De fait, les mesures salariales destinées aux professeurs des collèges et des lycées depuis 2008 n’ont pas enrayé la baisse de leur pouvoir d'achat due à sous-indexation du point d’indice de la fonction publique déterminant l’essentiel de leur traitement. Les études menées jusqu’alors ayant principalement analysé l’évolution de la rémunération des enseignants pour un niveau donné (en “photographie”), elles ne permettent pas d’appréhender l’évolution de la rémunération des enseignant.e.s tout au long de leur carrière (en “panel”), ni de rendre visibles les interactions entre la progression des professeurs au sein de leur grille salariale d’une part, l’évolution restrictive du point d’indice d’autre part, et la mise en place ponctuelle de primes.

La présente étude reconstitue donc les traitements individuels perçus mois après mois par Sophie, Nadia et Maxime, professeurs de l’enseignement secondaire, depuis leur entrée en fonction, respectivement en 2000, 2008 et 2016. Ces trois carrières-types permettent l’étude des trajectoires professionnelles d’enseignants agrégés ou certifiés, ayant connu des vitesses de progression de carrière différentes et cumulant de 8 à 23 années d’ancienneté. Elles permettent de suivre l’évolution du pouvoir d’achat individuel à mesure que les professeurs avancent dans leur carrière et d’estimer pour chacun la perte de traitement causée par la sous-indexation du point d’indice et les gains apportés par les mesures salariales.
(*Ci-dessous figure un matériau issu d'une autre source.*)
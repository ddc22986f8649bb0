//! Request-field validation helpers shared by the HTTP handlers.
//!
//! Field formats are checked at the transport boundary; the domain
//! services assume well-formed values and enforce only existence and
//! quantity invariants themselves.

use serde_json::{json, Value};

/// Author must read "Name Surname": exactly two capitalized, letters-only
/// words.
pub fn validate_author(author: &str) -> Option<Value> {
    let mut words = author.split(' ');
    let valid = matches!(
        (words.next(), words.next(), words.next()),
        (Some(first), Some(last), None)
            if is_capitalized_word(first) && is_capitalized_word(last)
    );
    (!valid).then(|| {
        json!({
            "field": "author",
            "error": "must be in the format 'Name Surname' with capital letters",
        })
    })
}

/// Title must be at least three characters, capitalized, letters only.
pub fn validate_title(title: &str) -> Option<Value> {
    let valid = title.chars().count() >= 3 && is_capitalized_word(title);
    (!valid).then(|| {
        json!({
            "field": "title",
            "error": "must be at least 3 letters, starting with a capital",
        })
    })
}

/// Member name only needs to be non-blank.
pub fn validate_member_name(member_name: &str) -> Option<Value> {
    member_name.trim().is_empty().then(|| {
        json!({
            "field": "member_name",
            "error": "name is required",
        })
    })
}

fn is_capitalized_word(word: &str) -> bool {
    let mut chars = word.chars();
    match chars.next() {
        Some(first) => first.is_ascii_uppercase() && chars.all(|c| c.is_ascii_alphabetic()),
        None => false,
    }
}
Cette étude permet ainsi, au-delà de l’analyse globale des grilles indiciaires, de porter un regard inédit sur la politique de rémunération et de valorisation de l’expérience des enseignants tout au long de leurs carrières. Les principales conclusions sont les suivantes :

1. De la carrière en escalier à la rémunération en dents de scie : les gains apportés par les promotions d’échelon sont globalement annulés avant que la promotion suivante ne survienne

● A mesure qu’ils gagnent en expérience, les professeurs progressent dans leur grille indiciaire en franchissant des échelons censés leur apporter des revalorisations salariales. Pourtant, une fois passées les trois premières années, leur pouvoir d’achat tend à stagner durant la carrière. Les professeurs acquièrent un nombre croissant de points d’indice mais la valeur de chaque point diminue dans le temps du fait de sa sous-indexation continue depuis le début des années 2000.

● Avec respectivement 8 et 16 ans d’ancienneté comme professeurs certifiés, Maxime et Nadia disposent en 2023 d’un pouvoir d’achat équivalent à ce qu’ils percevaient lors de leur première année comme titulaires. Leur pouvoir d’achat a donc globalement stagné sur l’ensemble de leur carrière, même pour Nadia qui a franchi les échelons plus rapidement que la majorité de ses collègues du fait de très bonnes notes lors de ses inspections.

● Agrégée en poste depuis septembre 2000, Sophie gagne à 46 ans un pouvoir d’achat identique à ce qu’elle gagnait en 2015, et supérieur de 4,5% seulement à ce qu’elle gagnait à 32 ans en 2009. En effet, une bonne partie des gains liés à sa progression de carrière ont été neutralisés par le gel du point d’indice.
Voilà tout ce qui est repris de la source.